● Description of the task: Among the lines below, list those containing the string "that".

=== Supplied entries ===

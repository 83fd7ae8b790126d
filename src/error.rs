//! Error types for parsing, building and serializing definition trees.
//!
//! ## Error Categories
//!
//! - **Validation**: empty names, names containing whitespace, and names
//!   the text form cannot carry
//! - **Duplicate names**: a record, section or field declared twice where
//!   uniqueness is required
//! - **Format**: a field line the parser cannot make sense of
//! - **I/O**: reading or writing failures in the reader/writer entry points
//!
//! Errors raised while parsing are wrapped in [`Error::Line`], which carries
//! the 1-based line number and the raw text of the offending line.
//!
//! ## Examples
//!
//! ```rust
//! use actdef::parse;
//!
//! let err = parse("user.get\nuser.get").unwrap_err();
//! assert!(err.is_duplicate());
//! assert_eq!(err.line(), Some(2));
//! ```

use std::fmt;
use thiserror::Error;

/// What kind of name a validation or duplicate error refers to.
#[derive(Clone, Copy, Debug, PartialEq, Eq)]
pub enum NameKind {
    Entity,
    Property,
    Action,
    Record,
    Section,
    Field,
}

impl NameKind {
    /// Lower-case name used in error messages.
    #[must_use]
    pub const fn as_str(&self) -> &'static str {
        match self {
            NameKind::Entity => "entity",
            NameKind::Property => "property",
            NameKind::Action => "action",
            NameKind::Record => "record",
            NameKind::Section => "section",
            NameKind::Field => "field",
        }
    }
}

impl fmt::Display for NameKind {
    fn fmt(&self, f: &mut fmt::Formatter<'_>) -> fmt::Result {
        f.write_str(self.as_str())
    }
}

/// Represents all errors raised by this crate.
#[derive(Debug, Clone, Error)]
pub enum Error {
    /// A name is empty or contains whitespace.
    #[error("Invalid {kind} name {name:?}: {reason}")]
    Validation {
        kind: NameKind,
        name: String,
        reason: &'static str,
    },

    /// A name is already taken within its container.
    #[error("Duplicate {kind} name {name:?}")]
    DuplicateName { kind: NameKind, name: String },

    /// Malformed field line.
    #[error("Format error: {msg}")]
    Format { msg: String },

    /// IO error during reading or writing
    #[error("IO error: {0}")]
    Io(String),

    /// Any of the above, located at a line of parser input.
    #[error("Line {line}: {source}\n  | {content}")]
    Line {
        line: usize,
        content: String,
        #[source]
        source: Box<Error>,
    },
}

impl Error {
    /// Creates a validation error for `name`.
    ///
    /// # Examples
    ///
    /// ```rust
    /// use actdef::{Error, NameKind};
    ///
    /// let err = Error::validation(NameKind::Field, "a b", "contains whitespace");
    /// assert!(err.to_string().contains("field"));
    /// ```
    pub fn validation(kind: NameKind, name: &str, reason: &'static str) -> Self {
        Error::Validation {
            kind,
            name: name.to_string(),
            reason,
        }
    }

    /// Creates a duplicate-name error for a record, section or field.
    ///
    /// ```rust
    /// use actdef::{Error, NameKind};
    ///
    /// let err = Error::duplicate(NameKind::Field, "id");
    /// assert!(err.is_duplicate());
    /// assert_eq!(err.to_string(), "Duplicate field name \"id\"");
    /// ```
    pub fn duplicate(kind: NameKind, name: &str) -> Self {
        Error::DuplicateName {
            kind,
            name: name.to_string(),
        }
    }

    /// Creates a format error for text the parser cannot read.
    ///
    /// ```rust
    /// use actdef::Error;
    ///
    /// let err = Error::format("field line has no name");
    /// assert!(err.is_format());
    /// assert_eq!(err.line(), None);
    /// ```
    pub fn format<T: fmt::Display>(msg: T) -> Self {
        Error::Format {
            msg: msg.to_string(),
        }
    }

    /// Creates an I/O error for reading/writing failures.
    pub fn io(msg: &str) -> Self {
        Error::Io(msg.to_string())
    }

    /// Attaches a line location to this error. An error that is already
    /// located keeps its first location.
    #[must_use]
    pub fn at_line(self, line: usize, content: &str) -> Self {
        match self {
            located @ Error::Line { .. } => located,
            other => Error::Line {
                line,
                content: content.to_string(),
                source: Box::new(other),
            },
        }
    }

    /// Returns the innermost error, looking through any line location.
    #[must_use]
    pub fn root(&self) -> &Error {
        match self {
            Error::Line { source, .. } => source.root(),
            other => other,
        }
    }

    /// Returns the 1-based input line this error was raised on, if any.
    #[must_use]
    pub fn line(&self) -> Option<usize> {
        match self {
            Error::Line { line, .. } => Some(*line),
            _ => None,
        }
    }

    /// True if the root error is [`Error::Validation`].
    #[must_use]
    pub fn is_validation(&self) -> bool {
        matches!(self.root(), Error::Validation { .. })
    }

    /// True if the root error is [`Error::DuplicateName`].
    #[must_use]
    pub fn is_duplicate(&self) -> bool {
        matches!(self.root(), Error::DuplicateName { .. })
    }

    /// True if the root error is [`Error::Format`].
    #[must_use]
    pub fn is_format(&self) -> bool {
        matches!(self.root(), Error::Format { .. })
    }
}

/// Result type used throughout the crate.
pub type Result<T> = std::result::Result<T, Error>;

/// Checks that `name` is non-empty and free of whitespace.
pub(crate) fn validate_name(kind: NameKind, name: &str) -> Result<()> {
    if name.is_empty() {
        return Err(Error::validation(kind, name, "name is empty"));
    }
    if name.chars().any(char::is_whitespace) {
        return Err(Error::validation(kind, name, "name contains whitespace"));
    }
    Ok(())
}

/// Characters allowed in field and section names.
pub(crate) fn is_identifier_char(ch: char) -> bool {
    ch.is_alphanumeric() || matches!(ch, '_' | '-' | '.')
}

/// Checks a field or section name. Beyond [`validate_name`], only letters,
/// digits, `_`, `-` and `.` are accepted, which is exactly what a field or
/// section line reads back as a name.
pub(crate) fn validate_identifier(kind: NameKind, name: &str) -> Result<()> {
    validate_name(kind, name)?;
    if !name.chars().all(is_identifier_char) {
        return Err(Error::validation(
            kind,
            name,
            "name may only contain letters, digits, '_', '-' and '.'",
        ));
    }
    Ok(())
}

===

● Written reply:
    /// Attaches a line location to this error. An error that is already
/// Checks that `name` is non-empty and free of whitespace.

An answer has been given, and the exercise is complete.